Organisée en partenariat avec la Fondation nationale des musées du Maroc, l’exposition présente 300 œuvres suivant un parcours chronologique de l’influence de chaque dynastie sur la région. Si la représentation d’êtres vivants est bannie par les docteurs de la Loi, chaque objet ou fragment d’édifice contient l’idée de Dieu à travers la géométrie. « Dieu est nombre »…Les minbars (chaires d’où sont déclamés les prêches du vendredi) mesurant de 2 à 3 mètres de haut y sont subtilement ciselés, ou recouverts de marqueterie à n’en plus finir. Des pans entiers de murs de mosquées sont couverts de céramiques polychromiques grâce à la technique importée de l’Andalousie voisine.
Le métal est travaillé avec gracilité et affirme de fait la richesse de l’empire qui frappe sa propre monnaie. Les corans couverts d’enluminures calligraphiées suintent l’or et les tissus se font parures sophistiquées. La science, l’astronomie et l’astrologie prennent dans ces temps-là une avance incontestable sur l’Occident. En témoignent ces astrolabes, vestiges de la soif de savoir des savants marocains, cet outil leur permettant de lire l’heure en fonction de la position des étoiles ou du soleil, et ainsi, de mesurer la hauteur des astres.
Ce n’est là que quelques trésors parmi beaucoup que le Louvre a choisi d’exposer. On apprécie la balade, succombant avec délices aux sirènes de ce riche passé culturel, qui est la clé pour comprendre l’ancrage culturel du Maroc d’aujourd’hui.
Institut du monde arabe : Le Maroc contemporain
Gagnons l’autre rive de la Seine où se dresse, sur le parvis de l’Institut du monde arabe, une fière khayma (tente formant un campement de nomadisation) réalisée par l’architecte Tarik Oualalou (agence Kilo). L’édifice garde le traditionnel revêtement en poils de dromadaires tissés, seule son armature est déstructurée pour imiter les dunes du désert saharien. On ne peut rester indifférent face à cette structure d’un autre monde qui semble se mouvoir sur le ciel gris plomb de Paris, la curiosité pousse à entrer à l’intérieur… On y découvre un espace de restauration (plats marocains le midi et salon de thé avec pâtisseries) et un souk dédié à l’artisanat et au design.
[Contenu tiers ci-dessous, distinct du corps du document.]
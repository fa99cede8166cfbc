//! `SeaORM` Entity for transactions table.
//!
//! Rows are append-only. After insert only the reversal columns
//! (`status`, `reversed_by`, `reversed_at`, `reversal_reason`) are written.

use sea_orm::entity::prelude::*;
use serde::{Deserialize, Serialize};

use corebank_core::ledger::LedgerEntry;

use super::sea_orm_active_enums::{EntryDirection, TransactionStatus, TransactionType};

#[derive(Clone, Debug, PartialEq, Eq, DeriveEntityModel, Serialize, Deserialize)]
#[sea_orm(table_name = "transactions")]
pub struct Model {
    #[sea_orm(primary_key, auto_increment = false)]
    pub id: Uuid,
    #[sea_orm(unique)]
    pub reference: String,
    pub account_id: Uuid,
    pub user_id: Uuid,
    pub transaction_type: TransactionType,
    pub direction: EntryDirection,
    #[sea_orm(column_type = "Decimal(Some((19, 2)))")]
    pub amount: Decimal,
    #[sea_orm(column_type = "Decimal(Some((19, 2)))")]
    pub balance_after: Decimal,
    pub description: String,
    pub related_account_id: Option<Uuid>,
    pub related_user_id: Option<Uuid>,
    pub counterpart_transaction_id: Option<Uuid>,
    pub loan_id: Option<Uuid>,
    pub original_transaction_id: Option<Uuid>,
    pub status: TransactionStatus,
    pub reversed_by: Option<Uuid>,
    pub reversed_at: Option<DateTimeWithTimeZone>,
    pub reversal_reason: Option<String>,
    pub created_at: DateTimeWithTimeZone,
}

#[derive(Copy, Clone, Debug, EnumIter, DeriveRelation)]
pub enum Relation {
    #[sea_orm(
        belongs_to = "super::accounts::Entity",
        from = "Column::AccountId",
        to = "super::accounts::Column::Id"
    )]
    Accounts,
    #[sea_orm(
        belongs_to = "super::loans::Entity",
        from = "Column::LoanId",
        to = "super::loans::Column::Id"
    )]
    Loans,
}

impl Related<super::accounts::Entity> for Entity {
    fn to() -> RelationDef {
        Relation::Accounts.def()
    }
}

impl Related<super::loans::Entity> for Entity {
    fn to() -> RelationDef {
        Relation::Loans.def()
    }
}

impl ActiveModelBehavior for ActiveModel {}

impl From<&Model> for LedgerEntry {
    fn from(model: &Model) -> Self {
        Self {
            id: model.id,
            reference: model.reference.clone(),
            account_id: model.account_id,
            transaction_type: model.transaction_type.into(),
            direction: model.direction.into(),
            amount: model.amount,
            balance_after: model.balance_after,
            description: model.description.clone(),
            status: model.status.into(),
            created_at: model.created_at.to_utc(),
        }
    }
}
//! Common types used across the application.

pub mod id;
pub mod money;
pub mod pagination;

pub use id::*;
pub use money::{Currency, Money, round_money};
pub use pagination::{PageMeta, PageRequest, PageResponse};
Cette tente, c’est un coin de Ouarzazate ou de Casa’, les musiciens jouent, on n’y est plus vraiment en visite et pas encore habitant, un lieu de transit, nomade, une très jolie idée pour se sentir ailleurs, le Maroc vient à domicile…Cette structure a été conçue pour accueillir l’art vivant, spectacles, danses, films, concerts, poésie et conférences.
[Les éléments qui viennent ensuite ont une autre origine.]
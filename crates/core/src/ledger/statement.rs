//! Monthly statements and transaction receipts.

use chrono::{DateTime, NaiveDate, Utc};
use rust_decimal::Decimal;
use serde::Serialize;
use uuid::Uuid;

use super::error::LedgerError;
use super::posting::signed_amount;
use super::types::{Direction, LedgerEntry, TransactionStatus, TransactionType};

/// Half-open UTC interval `[start, end)` covering one calendar month.
#[derive(Debug, Clone, Copy, PartialEq, Eq, Serialize)]
pub struct StatementWindow {
    /// Month (1-12).
    pub month: u32,
    /// Year.
    pub year: i32,
    /// First instant of the month.
    pub start: DateTime<Utc>,
    /// First instant of the following month.
    pub end: DateTime<Utc>,
}

/// Builds the statement window for `month`/`year`.
///
/// # Errors
///
/// Returns `LedgerError::InvalidStatementPeriod` for months outside 1-12 or
/// years outside 2000-2100.
pub fn statement_window(month: u32, year: i32) -> Result<StatementWindow, LedgerError> {
    let invalid = || LedgerError::InvalidStatementPeriod { month, year };
    if !(2000..=2100).contains(&year) {
        return Err(invalid());
    }
    let first = NaiveDate::from_ymd_opt(year, month, 1).ok_or_else(invalid)?;
    let next = if month == 12 {
        NaiveDate::from_ymd_opt(year + 1, 1, 1)
    } else {
        NaiveDate::from_ymd_opt(year, month + 1, 1)
    }
    .ok_or_else(invalid)?;

    Ok(StatementWindow {
        month,
        year,
        start: first.and_time(chrono::NaiveTime::MIN).and_utc(),
        end: next.and_time(chrono::NaiveTime::MIN).and_utc(),
    })
}

/// Totals for a monthly statement.
#[derive(Debug, Clone, Default, PartialEq, Eq, Serialize)]
pub struct StatementSummary {
    /// Balance at the start of the window.
    pub opening_balance: Decimal,
    /// Balance at the end of the window.
    pub closing_balance: Decimal,
    /// Deposits plus loan disbursements.
    pub total_deposits: Decimal,
    /// Withdrawals plus EMI deductions.
    pub total_withdrawals: Decimal,
    /// Incoming transfers.
    pub total_transfers_in: Decimal,
    /// Outgoing transfers.
    pub total_transfers_out: Decimal,
    /// Reversal entries that credited the account.
    pub total_reversal_credits: Decimal,
    /// Reversal entries that debited the account.
    pub total_reversal_debits: Decimal,
    /// Number of entries in the window.
    pub transaction_count: usize,
}

impl StatementSummary {
    /// Summarizes the entries posted inside a window.
    ///
    /// `opening_balance` is the signed sum of every entry before the window.
    pub fn from_entries<'a, I>(opening_balance: Decimal, entries: I) -> Self
    where
        I: IntoIterator<Item = &'a LedgerEntry>,
    {
        let mut summary = Self {
            opening_balance,
            closing_balance: opening_balance,
            ..Self::default()
        };

        for entry in entries {
            summary.transaction_count += 1;
            summary.closing_balance += signed_amount(entry.direction, entry.amount);
            let bucket = match entry.transaction_type {
                TransactionType::Deposit | TransactionType::LoanDisbursement => {
                    &mut summary.total_deposits
                }
                TransactionType::Withdrawal | TransactionType::EmiDeduction => {
                    &mut summary.total_withdrawals
                }
                TransactionType::TransferIn => &mut summary.total_transfers_in,
                TransactionType::TransferOut => &mut summary.total_transfers_out,
                TransactionType::Reversal => match entry.direction {
                    Direction::Credit => &mut summary.total_reversal_credits,
                    Direction::Debit => &mut summary.total_reversal_debits,
                },
            };
            *bucket += entry.amount;
        }

        summary
    }
}

/// Receipt for a single transaction.
#[derive(Debug, Clone, Serialize)]
pub struct Receipt {
    /// Transaction ID.
    pub transaction_id: Uuid,
    /// Reference number.
    pub reference: String,
    /// Account number the entry was posted to.
    pub account_number: String,
    /// Account holder name.
    pub account_holder: String,
    /// Type.
    pub transaction_type: TransactionType,
    /// Direction.
    pub direction: Direction,
    /// Amount.
    pub amount: Decimal,
    /// Balance after posting.
    pub balance_after: Decimal,
    /// Description.
    pub description: String,
    /// Counter-account number for transfers.
    pub related_account_number: Option<String>,
    /// Status.
    pub status: TransactionStatus,
    /// Posting time.
    pub posted_at: DateTime<Utc>,
    /// Time the receipt was produced.
    pub generated_at: DateTime<Utc>,
}

impl Receipt {
    /// Projects a ledger entry into a receipt.
    #[must_use]
    pub fn from_entry(
        entry: &LedgerEntry,
        account_number: String,
        account_holder: String,
        related_account_number: Option<String>,
        generated_at: DateTime<Utc>,
    ) -> Self {
        Self {
            transaction_id: entry.id,
            reference: entry.reference.clone(),
            account_number,
            account_holder,
            transaction_type: entry.transaction_type,
            direction: entry.direction,
            amount: entry.amount,
            balance_after: entry.balance_after,
            description: entry.description.clone(),
            related_account_number,
            status: entry.status,
            posted_at: entry.created_at,
            generated_at,
        }
    }
}

#[cfg(test)]
mod tests {
    use rstest::rstest;
    use rust_decimal_macros::dec;

    use super::*;

    fn entry(transaction_type: TransactionType, direction: Direction, amount: Decimal) -> LedgerEntry {
        LedgerEntry {
            id: Uuid::new_v4(),
            reference: "TXN1".into(),
            account_id: Uuid::nil(),
            transaction_type,
            direction,
            amount,
            balance_after: Decimal::ZERO,
            description: String::new(),
            status: TransactionStatus::Completed,
            created_at: Utc::now(),
        }
    }

    #[test]
    fn test_window_bounds() {
        let w = statement_window(2, 2024).unwrap();
        assert_eq!(w.start.to_rfc3339(), "2024-02-01T00:00:00+00:00");
        assert_eq!(w.end.to_rfc3339(), "2024-03-01T00:00:00+00:00");

        let w = statement_window(12, 2024).unwrap();
        assert_eq!(w.end.to_rfc3339(), "2025-01-01T00:00:00+00:00");
    }

    #[rstest]
    #[case(0, 2024)]
    #[case(13, 2024)]
    #[case(5, 1999)]
    fn test_window_rejects_bad_period(#[case] month: u32, #[case] year: i32) {
        assert!(statement_window(month, year).is_err());
    }

    #[test]
    fn test_summary_buckets() {
        let entries = vec![
            entry(TransactionType::Deposit, Direction::Credit, dec!(1000)),
            entry(TransactionType::LoanDisbursement, Direction::Credit, dec!(5000)),
            entry(TransactionType::Withdrawal, Direction::Debit, dec!(200)),
            entry(TransactionType::EmiDeduction, Direction::Debit, dec!(430.33)),
            entry(TransactionType::TransferIn, Direction::Credit, dec!(50)),
            entry(TransactionType::TransferOut, Direction::Debit, dec!(75)),
            entry(TransactionType::Reversal, Direction::Credit, dec!(200)),
        ];

        let s = StatementSummary::from_entries(dec!(100), &entries);

        assert_eq!(s.total_deposits, dec!(6000));
        assert_eq!(s.total_withdrawals, dec!(630.33));
        assert_eq!(s.total_transfers_in, dec!(50));
        assert_eq!(s.total_transfers_out, dec!(75));
        assert_eq!(s.total_reversal_credits, dec!(200));
        assert_eq!(s.total_reversal_debits, dec!(0));
        assert_eq!(s.transaction_count, 7);
        assert_eq!(s.opening_balance, dec!(100));
        assert_eq!(s.closing_balance, dec!(5644.67));
    }

    #[test]
    fn test_receipt_projection() {
        let e = entry(TransactionType::Deposit, Direction::Credit, dec!(10));
        let r = Receipt::from_entry(&e, "AB1".into(), "Jane".into(), None, Utc::now());
        assert_eq!(r.transaction_id, e.id);
        assert_eq!(r.amount, dec!(10));
        assert_eq!(r.account_number, "AB1");
    }
}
Le Maroc contemporain nous présente la diversité de la création dans un pays musulman qui revendique, dans sa constitution, la pluralité de ses héritages culturels : arabes, berbères, chrétiens et juifs vivant ensemble en paix, cela pourrait être le message de cette exposition.
80 artistes présentent, sur 3 niveaux de l’Institut du monde arabe, leur vision de la société marocaine et leur vision du monde en explorant un large éventail d’expressions artistiques (peintures, sculptures, installations, photographies, vidéo, cinéma, design, architecture, musique, littérature, bande-dessinée…). On doit le choix des œuvres aux commissaires d’exposition Jean Hubert Martin, Moulim El Aroussi et Mohamed Métalsi qui ont parcouru le territoire marocain à la recherche de créations pouvant définir une scénographie dans un parcours original.
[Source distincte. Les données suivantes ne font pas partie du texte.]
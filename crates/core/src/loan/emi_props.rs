//! Property-based tests for EMI amortization.
//!
//! For any valid terms: the EMI has cent precision, repaying it `tenure`
//! times clears the loan exactly, outstanding strictly decreases on every
//! installment, and the schedule's principal column sums to the principal.
//! Arbitrary terms up to `Decimal::MAX` either calculate or return an error.

use chrono::NaiveDate;
use proptest::prelude::*;
use rust_decimal::Decimal;

use corebank_shared::types::money::MAX_MONEY;

use super::emi::{LoanDetails, amortization_schedule};
use super::progress::LoanProgress;
use super::types::LoanStatus;

/// Strategy for principals from 1,000.00 to 5,000,000.00.
fn principal() -> impl Strategy<Value = Decimal> {
    (100_000i64..500_000_000i64).prop_map(|cents| Decimal::new(cents, 2))
}

/// Strategy for annual rates from 0.00% to 30.00%.
fn rate() -> impl Strategy<Value = Decimal> {
    (0i64..=3000i64).prop_map(|bp| Decimal::new(bp, 2))
}

fn tenure() -> impl Strategy<Value = u32> {
    6u32..=360u32
}

/// Strategy for principals anywhere up to `Decimal::MAX`, at any scale.
fn any_principal() -> impl Strategy<Value = Decimal> {
    (any::<u32>(), any::<u32>(), any::<u32>(), 0u32..=28)
        .prop_map(|(lo, mid, hi, scale)| Decimal::from_parts(lo, mid, hi, false, scale))
}

/// Strategy for rates anywhere in `0..=Decimal::MAX`.
fn any_rate() -> impl Strategy<Value = Decimal> {
    prop_oneof![
        rate(),
        (any::<u32>(), any::<u32>(), any::<u32>())
            .prop_map(|(lo, mid, hi)| Decimal::from_parts(lo, mid, hi, false, 0)),
    ]
}

proptest! {
    #![proptest_config(ProptestConfig::with_cases(100))]

    #[test]
    fn prop_totals_are_consistent(p in principal(), r in rate(), n in tenure()) {
        let d = LoanDetails::calculate(p, r, n).unwrap();

        prop_assert!(d.emi.scale() <= 2);
        prop_assert_eq!(d.total_payable, d.emi * Decimal::from(n));
        prop_assert!(d.total_payable >= p);
        prop_assert_eq!(d.total_interest, d.total_payable - p);
    }

    #[test]
    fn prop_repayment_clears_exactly(p in principal(), r in rate(), n in tenure()) {
        let d = LoanDetails::calculate(p, r, n).unwrap();
        let mut progress = LoanProgress {
            emi: d.emi,
            outstanding: d.total_payable,
            paid: Decimal::ZERO,
            remaining_emis: n,
            status: LoanStatus::Active,
            next_emi_date: NaiveDate::from_ymd_opt(2025, 1, 1),
        };

        let mut installments = 0u32;
        while progress.status != LoanStatus::Paid {
            let step = progress.apply_installment().unwrap();
            prop_assert!(step.progress.outstanding < progress.outstanding);
            prop_assert!(step.amount <= d.emi);
            progress = step.progress;
            installments += 1;
        }

        prop_assert_eq!(installments, n);
        prop_assert_eq!(progress.outstanding, Decimal::ZERO);
        prop_assert_eq!(progress.paid, d.total_payable);
    }

    #[test]
    fn prop_schedule_repays_principal(p in principal(), r in rate(), n in tenure()) {
        let d = LoanDetails::calculate(p, r, n).unwrap();
        let rows = amortization_schedule(&d, None).unwrap();

        prop_assert_eq!(rows.len(), n as usize);
        let repaid: Decimal = rows.iter().map(|row| row.principal).sum();
        prop_assert_eq!(repaid, p);
        prop_assert!(rows.iter().all(|row| row.interest >= Decimal::ZERO));
        prop_assert_eq!(rows.last().map(|row| row.remaining_principal), Some(Decimal::ZERO));
    }

    #[test]
    fn prop_huge_terms_never_panic(p in any_principal(), r in any_rate(), n in any::<u32>()) {
        if let Ok(d) = LoanDetails::calculate(p, r, n) {
            prop_assert!(p <= MAX_MONEY);
            prop_assert!(d.total_payable >= p);
            prop_assert!(amortization_schedule(&d, None).is_ok());
        }
    }

    #[test]
    fn prop_oversized_principal_rejected(
        p in any_principal().prop_filter("above max", |p| *p > MAX_MONEY),
        r in rate(),
        n in tenure(),
    ) {
        prop_assert!(LoanDetails::calculate(p, r, n).is_err());
    }
}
Les générations d’artistes se côtoient comme un tapis artisanal tissé à la main, les arts s’entremêlent et dialoguent. Farid Belkahia, disparu en septembre dernier, fut le pionnier de l’art contemporain dans son pays. Un cheminement qui le conduisit à sortir de l’art conventionnel Occidental, à savoir la toile de lin tendue sur un châssis à angle droit. Lui décide d’utiliser ce qu’il trouve dans son pays : la peau d’agneau qu’il va préparer et tendre sur des châssis aux formes courbes qu’il aura défini, avant d’en peindre la surface avec plus de 50 nuances de henné. Il inclut des symboles berbères au sein d’une grande sensualité de formes stylisées. L’autre pionnier de l’expo, Mohamed Melehiqui, est un maître de la couleur pure, il navigue entre figuration et abstraction, entre ondes et lignes droites, son œuvre nous transporte tel un navire sur la mer.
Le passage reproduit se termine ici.